Apigenin (4',5,7-trihydroxyflavone) is a natural flavonoid, shown to have chemopreventive and/or anticancer properties in a variety of human cancer cells. The involvement of autophagy in apigenin-induced apoptotic cell death of HCT116 human colon cancer cells was investigated. Apigenin induced suppression of cell growth in a concentration-dependent manner in HCT116 cells. Flow cytometric analyses indicated that apigenin resulted in G2/M phase arrest. This flavone also suppressed the expression of both cyclin B1 and its activating partners, Cdc2 and Cdc25c, whereas the expression of cell cycle inhibitors, such as p53 and p53-dependent p21(CIP1/WAF1), was increased after apigenin treatment.
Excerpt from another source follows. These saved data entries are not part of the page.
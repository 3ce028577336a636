//! # Striplog
//!
//! Drillhole striplog data preparation: load collar and interval tables,
//! normalize missing-value sentinels, select one hole and assemble the color
//! tables and legend for its figure. Rendering lives in the
//! `striplog-visualization` crate.
//!
//! ## Quick Start
//!
//! ```rust
//! use striplog::{CsvTableLoader, HoleLog, Sentinel, StriplogConfig};
//!
//! let config = StriplogConfig::builtin().unwrap();
//! let csv = "holeid,from,to,Litologia,Alteracion\nH1,0,5,GRAV,A\nH1,5,12,SED,-99\n";
//!
//! let table = CsvTableLoader::new()
//!     .with_sentinel(Sentinel::default())
//!     .read_table(csv.as_bytes())
//!     .unwrap();
//!
//! let log = HoleLog::select(&table, &config.columns, "H1", &[]).unwrap();
//! let range = log.depth_range().unwrap();
//! assert_eq!(range.axis_limits(), (12.0, 0.0));
//! assert_eq!(log.intervals[1].alteration, None);
//! ```
//!
//! ## Pipeline
//!
//! 1. Load `collar.csv` and `merged_data.csv` ([`CsvTableLoader`])
//! 2. Replace the `-99` sentinel with missing ([`Table::normalize_sentinels`])
//! 3. Resolve lithology, alteration and parameter colors ([`ColorMap`], [`ParameterSpec`])
//! 4. Select one hole and derive mid-depths ([`HoleLog::select`])
//! 5. Assemble the legend ([`Legend::assemble`])

pub mod colormap;
pub mod colors;
pub mod config;
pub mod csv_loader;
pub mod errors;
pub mod hole;
pub mod legend;
pub mod logging;
pub mod summary;
pub mod table;

// Re-export commonly used types for convenience
pub use colormap::{ColorEntry, ColorMap, ParameterSpec};
pub use colors::Rgb;
pub use config::{ConfigOverrides, StriplogConfig};
pub use csv_loader::CsvTableLoader;
pub use errors::{Result, StriplogError};
pub use hole::{DepthRange, HoleLog, Interval};
pub use legend::{Legend, LegendEntry, LegendKind, LegendSection};
pub use summary::HoleSummary;
pub use table::{Cell, Sentinel, Table};

/// Version information
pub const VERSION: &str = env!("CARGO_PKG_VERSION");
pub const NAME: &str = env!("CARGO_PKG_NAME");
pub const DESCRIPTION: &str = env!("CARGO_PKG_DESCRIPTION");
//! Visual styling for striplog figures
//!
//! Sizes are configured in points and converted to pixels at the export DPI.

use crate::errors::Result;
use plotters::style::RGBColor;
use striplog::{Rgb, StriplogConfig};

/// Convert a resolved color to its plotters equivalent
pub fn rgb_color(color: Rgb) -> RGBColor {
    RGBColor(color.0, color.1, color.2)
}

/// Fonts, line widths and background colors for one figure
#[derive(Debug, Clone, PartialEq)]
pub struct FigureStyle {
    /// Output resolution
    pub dpi: u32,
    /// Font family name (`sans-serif`, `serif`, `monospace` or a system family)
    pub font_family: String,
    /// Figure title size in points
    pub title_pt: f64,
    /// Axis description size in points
    pub label_pt: f64,
    /// Tick label size in points
    pub tick_pt: f64,
    /// Legend text size in points
    pub legend_pt: f64,
    /// Parameter trace width in points
    pub line_width_pt: f64,
    /// Axes frame width in points
    pub frame_pt: f64,
    /// Fill behind each column
    pub panel_background: Rgb,
    /// Fill of the whole canvas
    pub figure_background: Rgb,
    /// Axes frame and legend edge color
    pub frame: Rgb,
    pub text: Rgb,
}

impl Default for FigureStyle {
    fn default() -> Self {
        Self {
            dpi: 300,
            font_family: "sans-serif".to_string(),
            title_pt: 12.0,
            label_pt: 9.0,
            tick_pt: 7.0,
            legend_pt: 9.0,
            line_width_pt: 2.0,
            frame_pt: 0.8,
            panel_background: Rgb::WHITE,
            figure_background: Rgb::WHITE,
            frame: Rgb::BLACK,
            text: Rgb::BLACK,
        }
    }
}

impl FigureStyle {
    pub fn from_config(config: &StriplogConfig) -> Result<Self> {
        Ok(Self {
            dpi: config.output.dpi,
            font_family: config.figure.font_family.clone(),
            line_width_pt: config.figure.line_width_pt,
            panel_background: Rgb::parse(&config.figure.panel_background)?,
            figure_background: Rgb::parse(&config.figure.figure_background)?,
            ..Self::default()
        })
    }

    /// Points to pixels at this style's DPI
    pub fn px(&self, points: f64) -> f64 {
        points * self.dpi as f64 / 72.0
    }

    pub fn title_px(&self) -> f64 {
        self.px(self.title_pt)
    }

    pub fn label_px(&self) -> f64 {
        self.px(self.label_pt)
    }

    pub fn tick_px(&self) -> f64 {
        self.px(self.tick_pt)
    }

    pub fn legend_px(&self) -> f64 {
        self.px(self.legend_pt)
    }

    /// Stroke widths never drop below one pixel
    pub fn line_width_px(&self) -> u32 {
        (self.px(self.line_width_pt).round() as u32).max(1)
    }

    pub fn frame_width_px(&self) -> u32 {
        (self.px(self.frame_pt).round() as u32).max(1)
    }
}

#[cfg(test)]
mod tests {
    use super::*;

    #[test]
    fn test_point_conversion_at_300_dpi() {
        let style = FigureStyle::default();
        assert_eq!(style.px(72.0), 300.0);
        assert_eq!(style.title_px(), 50.0);
        assert_eq!(style.label_px(), 37.5);
        // 2pt line at 300 dpi
        assert_eq!(style.line_width_px(), 8);
    }

    #[test]
    fn test_stroke_width_floor() {
        let style = FigureStyle {
            dpi: 10,
            ..FigureStyle::default()
        };
        assert_eq!(style.frame_width_px(), 1);
    }

    #[test]
    fn test_from_builtin_config() {
        let config = StriplogConfig::builtin().unwrap();
        let style = FigureStyle::from_config(&config).unwrap();
        assert_eq!(style.dpi, 300);
        assert_eq!(style.panel_background, Rgb::WHITE);
        let color = rgb_color(Rgb(1, 2, 3));
        assert_eq!((color.0, color.1, color.2), (1, 2, 3));
    }
}
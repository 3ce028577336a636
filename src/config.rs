//! Layered run configuration
//!
//! Sources, later wins:
//! 1. built-in defaults (`config/striplog.default.toml`, embedded at compile time)
//! 2. a TOML file (`striplog.toml` in the working directory when present, or an explicit path)
//! 3. `STRIPLOG__*` environment variables, `__` separating nested keys
//!    (`STRIPLOG__HOLE_ID`, `STRIPLOG__OUTPUT__DPI`)
//! 4. command-line overrides

use crate::colormap::{ColorEntry, ColorMap, ParameterSpec};
use crate::colors::Rgb;
use crate::csv_loader::CsvTableLoader;
use crate::errors::{Result, StriplogError};
use crate::table::Sentinel;
use config::{Config, Environment, File, FileFormat};
use serde::{Deserialize, Serialize};
use std::path::{Path, PathBuf};

/// Embedded default configuration
pub const DEFAULT_CONFIG: &str = include_str!("../config/striplog.default.toml");

/// Optional configuration file picked up from the working directory
pub const DEFAULT_CONFIG_FILE: &str = "striplog.toml";

/// Environment variable prefix
pub const ENV_PREFIX: &str = "STRIPLOG";

#[derive(Debug, Clone, PartialEq, Serialize, Deserialize)]
pub struct StriplogConfig {
    /// Drillhole to plot
    pub hole_id: String,
    pub input: InputConfig,
    pub columns: ColumnConfig,
    pub output: OutputConfig,
    pub figure: FigureConfig,
    /// Numeric parameters plotted as line columns, in display order
    pub parameters: Vec<ParameterSpec>,
    /// Lithology code colors, in legend order
    pub lithology: Vec<ColorEntry>,
    /// Alteration code colors, in legend order
    pub alteration: Vec<ColorEntry>,
}

#[derive(Debug, Clone, PartialEq, Serialize, Deserialize)]
pub struct InputConfig {
    pub collar: PathBuf,
    pub intervals: PathBuf,
    pub delimiter: String,
    pub missing_sentinel: f64,
}

/// Column names in the input tables
#[derive(Debug, Clone, PartialEq, Serialize, Deserialize)]
pub struct ColumnConfig {
    pub hole_id: String,
    pub from: String,
    pub to: String,
    pub lithology: String,
    pub alteration: String,
    pub collar_hole_id: String,
    pub collar_max_depth: String,
}

#[derive(Debug, Clone, PartialEq, Serialize, Deserialize)]
pub struct OutputConfig {
    pub path: PathBuf,
    pub dpi: u32,
    /// Padding around the tight bounding box, in inches
    pub pad_inches: f64,
    /// Crop to the tight bounding box of the drawn content
    pub tight: bool,
    /// Leave the figure background outside the axes and legend transparent
    pub transparent: bool,
}

#[derive(Debug, Clone, PartialEq, Serialize, Deserialize)]
pub struct FigureConfig {
    pub width_in: f64,
    pub height_in: f64,
    pub title_prefix: String,
    pub font_family: String,
    /// Fill for codes missing from their color map
    pub unmapped_color: String,
    pub panel_background: String,
    pub figure_background: String,
    pub line_width_pt: f64,
    pub parameter_unit: String,
}

/// Values supplied on the command line
#[derive(Debug, Clone, Default)]
pub struct ConfigOverrides {
    pub hole_id: Option<String>,
    pub collar: Option<PathBuf>,
    pub intervals: Option<PathBuf>,
    pub output: Option<PathBuf>,
    pub dpi: Option<u32>,
}

impl StriplogConfig {
    /// Built-in defaults only
    pub fn builtin() -> Result<Self> {
        let config: StriplogConfig = Config::builder()
            .add_source(File::from_str(DEFAULT_CONFIG, FileFormat::Toml))
            .build()?
            .try_deserialize()?;
        config.validate()?;
        Ok(config)
    }

    /// Load all layers: defaults, config file, environment, overrides
    ///
    /// An explicit `file` must exist; without one, `striplog.toml` is used when present.
    pub fn load(file: Option<&Path>, overrides: &ConfigOverrides) -> Result<Self> {
        Self::from_sources(file, overrides, true)
    }

    /// Load with the environment layer switched on or off
    pub fn from_sources(
        file: Option<&Path>,
        overrides: &ConfigOverrides,
        use_env: bool,
    ) -> Result<Self> {
        let mut builder =
            Config::builder().add_source(File::from_str(DEFAULT_CONFIG, FileFormat::Toml));

        builder = match file {
            Some(path) => builder.add_source(File::from(path).required(true)),
            None => builder.add_source(File::from(Path::new(DEFAULT_CONFIG_FILE)).required(false)),
        };

        if use_env {
            builder = builder.add_source(
                Environment::with_prefix(ENV_PREFIX)
                    .separator("__")
                    .try_parsing(true),
            );
        }

        if let Some(hole_id) = &overrides.hole_id {
            builder = builder.set_override("hole_id", hole_id.as_str())?;
        }
        if let Some(collar) = &overrides.collar {
            builder = builder.set_override("input.collar", path_value(collar))?;
        }
        if let Some(intervals) = &overrides.intervals {
            builder = builder.set_override("input.intervals", path_value(intervals))?;
        }
        if let Some(output) = &overrides.output {
            builder = builder.set_override("output.path", path_value(output))?;
        }
        if let Some(dpi) = overrides.dpi {
            builder = builder.set_override("output.dpi", i64::from(dpi))?;
        }

        let config: StriplogConfig = builder.build()?.try_deserialize()?;
        config.validate()?;
        Ok(config)
    }

    /// Reject values the pipeline cannot work with
    pub fn validate(&self) -> Result<()> {
        if self.hole_id.trim().is_empty() {
            return Err(config_error("hole_id must not be empty"));
        }
        if self.parameters.is_empty() {
            return Err(config_error("at least one parameter is required"));
        }
        if let Some(p) = self.parameters.iter().find(|p| p.name.trim().is_empty()) {
            return Err(config_error(&format!(
                "parameter with color '{}' has an empty name",
                p.color
            )));
        }
        if self.output.dpi == 0 {
            return Err(config_error("output.dpi must be positive"));
        }
        if !(self.figure.width_in > 0.0 && self.figure.height_in > 0.0) {
            return Err(config_error("figure size must be positive"));
        }
        if !(self.output.pad_inches >= 0.0) {
            return Err(config_error("output.pad_inches must not be negative"));
        }
        if !(self.figure.line_width_pt > 0.0) {
            return Err(config_error("figure.line_width_pt must be positive"));
        }
        self.delimiter()?;

        for spec in &self.parameters {
            spec.rgb()?;
        }
        self.lithology_map()?;
        self.alteration_map()?;
        Rgb::parse(&self.figure.panel_background)?;
        Rgb::parse(&self.figure.figure_background)?;
        Ok(())
    }

    /// Field delimiter as a single byte
    pub fn delimiter(&self) -> Result<u8> {
        match self.input.delimiter.as_bytes() {
            [b] if b.is_ascii() => Ok(*b),
            _ => Err(config_error(&format!(
                "input.delimiter must be one ASCII character, got '{}'",
                self.input.delimiter
            ))),
        }
    }

    pub fn sentinel(&self) -> Sentinel {
        Sentinel(self.input.missing_sentinel)
    }

    /// Loader for the configured delimiter and sentinel
    pub fn loader(&self) -> Result<CsvTableLoader> {
        Ok(CsvTableLoader::new()
            .with_delimiter(self.delimiter()?)
            .with_sentinel(self.sentinel()))
    }

    pub fn lithology_map(&self) -> Result<ColorMap> {
        ColorMap::from_entries(&self.lithology, &self.figure.unmapped_color)
    }

    pub fn alteration_map(&self) -> Result<ColorMap> {
        ColorMap::from_entries(&self.alteration, &self.figure.unmapped_color)
    }

    pub fn parameter_names(&self) -> Vec<String> {
        self.parameters.iter().map(|p| p.name.clone()).collect()
    }
}

fn path_value(path: &Path) -> String {
    path.to_string_lossy().into_owned()
}

fn config_error(message: &str) -> StriplogError {
    StriplogError::ConfigError {
        message: message.to_string(),
    }
}

#[cfg(test)]
mod tests {
    use super::*;
    use std::io::Write;

    #[test]
    fn test_builtin_defaults() {
        let config = StriplogConfig::builtin().unwrap();

        assert_eq!(config.hole_id, "SPD0412");
        assert_eq!(config.input.collar, PathBuf::from("./data/collar.csv"));
        assert_eq!(config.input.intervals, PathBuf::from("./data/merged_data.csv"));
        assert_eq!(config.output.path, PathBuf::from("figure.png"));
        assert_eq!(config.output.dpi, 300);
        assert_eq!(config.output.pad_inches, 0.1);
        assert!(config.output.transparent);
        assert_eq!(config.columns.lithology, "Litologia");
        assert_eq!(config.columns.alteration, "Alteracion");
        assert_eq!(
            config.parameter_names(),
            vec!["FFEspaciamiento", "RqdRQD", "CUS", "MO", "CUFE"]
        );
        assert_eq!(config.lithology.len(), 14);
        assert_eq!(config.alteration.len(), 7);
        assert_eq!(config.lithology[0].code, "GRAV");
        assert_eq!(config.sentinel(), Sentinel(-99.0));
        assert_eq!(config.delimiter().unwrap(), b',');
    }

    #[test]
    fn test_builtin_color_maps() {
        let config = StriplogConfig::builtin().unwrap();
        let lith = config.lithology_map().unwrap();
        assert_eq!(lith.get("VOLC"), Some(Rgb::parse("darkseagreen").unwrap()));
        assert_eq!(lith.color_for(Some("UNKNOWN")), Rgb::WHITE);

        let alt = config.alteration_map().unwrap();
        assert_eq!(alt.get("KF"), Some(Rgb::parse("pink").unwrap()));
    }

    #[test]
    fn test_overrides_win() {
        let overrides = ConfigOverrides {
            hole_id: Some("SPD0413".to_string()),
            output: Some(PathBuf::from("out/hole.svg")),
            dpi: Some(150),
            ..Default::default()
        };
        let config = StriplogConfig::from_sources(None, &overrides, false).unwrap();

        assert_eq!(config.hole_id, "SPD0413");
        assert_eq!(config.output.path, PathBuf::from("out/hole.svg"));
        assert_eq!(config.output.dpi, 150);
        assert_eq!(config.parameters.len(), 5);
    }

    #[test]
    fn test_file_layer_replaces_parameter_list() {
        let mut file = tempfile::Builder::new().suffix(".toml").tempfile().unwrap();
        write!(
            file,
            r#"
hole_id = "DDH-7"

[[parameters]]
name = "AU"
color = "goldenrod"
"#
        )
        .unwrap();
        file.flush().unwrap();

        let config =
            StriplogConfig::from_sources(Some(file.path()), &ConfigOverrides::default(), false)
                .unwrap();

        assert_eq!(config.hole_id, "DDH-7");
        assert_eq!(config.parameter_names(), vec!["AU"]);
        // untouched sections keep their defaults
        assert_eq!(config.lithology.len(), 14);
    }

    #[test]
    fn test_explicit_file_must_exist() {
        let result = StriplogConfig::from_sources(
            Some(Path::new("/nonexistent/striplog.toml")),
            &ConfigOverrides::default(),
            false,
        );
        assert!(matches!(result, Err(StriplogError::ConfigError { .. })));
    }

    #[test]
    fn test_validation_errors() {
        let base = StriplogConfig::builtin().unwrap();

        let mut config = base.clone();
        config.parameters.clear();
        assert!(config.validate().is_err());

        let mut config = base.clone();
        config.output.dpi = 0;
        assert!(config.validate().is_err());

        let mut config = base.clone();
        config.input.delimiter = ";;".to_string();
        assert!(config.validate().is_err());

        let mut config = base.clone();
        config.parameters[0].color = "nope".to_string();
        assert!(config.validate().is_err());

        let mut config = base.clone();
        config.hole_id = "  ".to_string();
        assert!(config.validate().is_err());

        let mut config = base;
        config.figure.width_in = 0.0;
        assert!(config.validate().is_err());
    }
}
Apigenin induced poly (ADP-ribose) polymerase (PARP) cleavage and decreased the levels of procaspase-8, -9 and -3. In addition, the apigenin-treated cells exhibited autophagy, as characterized by the appearance of autophagosomes under fluorescence microscopy and the accumulation of acidic vesicular organelles by flow cytometry. Furthermore, the results of the western blot analysis revealed that the levels of LC3-II, the processed form of LC3-I, was increased by apigenin. Treatment with the autophagy inhibitor 3-methyladenine (3-MA) significantly enhanced the apoptosis induced by apigenin, which was accompanied by an increase in the levels of PARP cleavage. These results indicate that apigenin has apoptosis- and autophagy-inducing effects in HCT116 colon cancer cells. Autophagy plays a cytoprotective role in apigenin-induced apoptosis, and the combination of apigenin and an autophagy inhibitor may be a promising strategy for colon cancer control.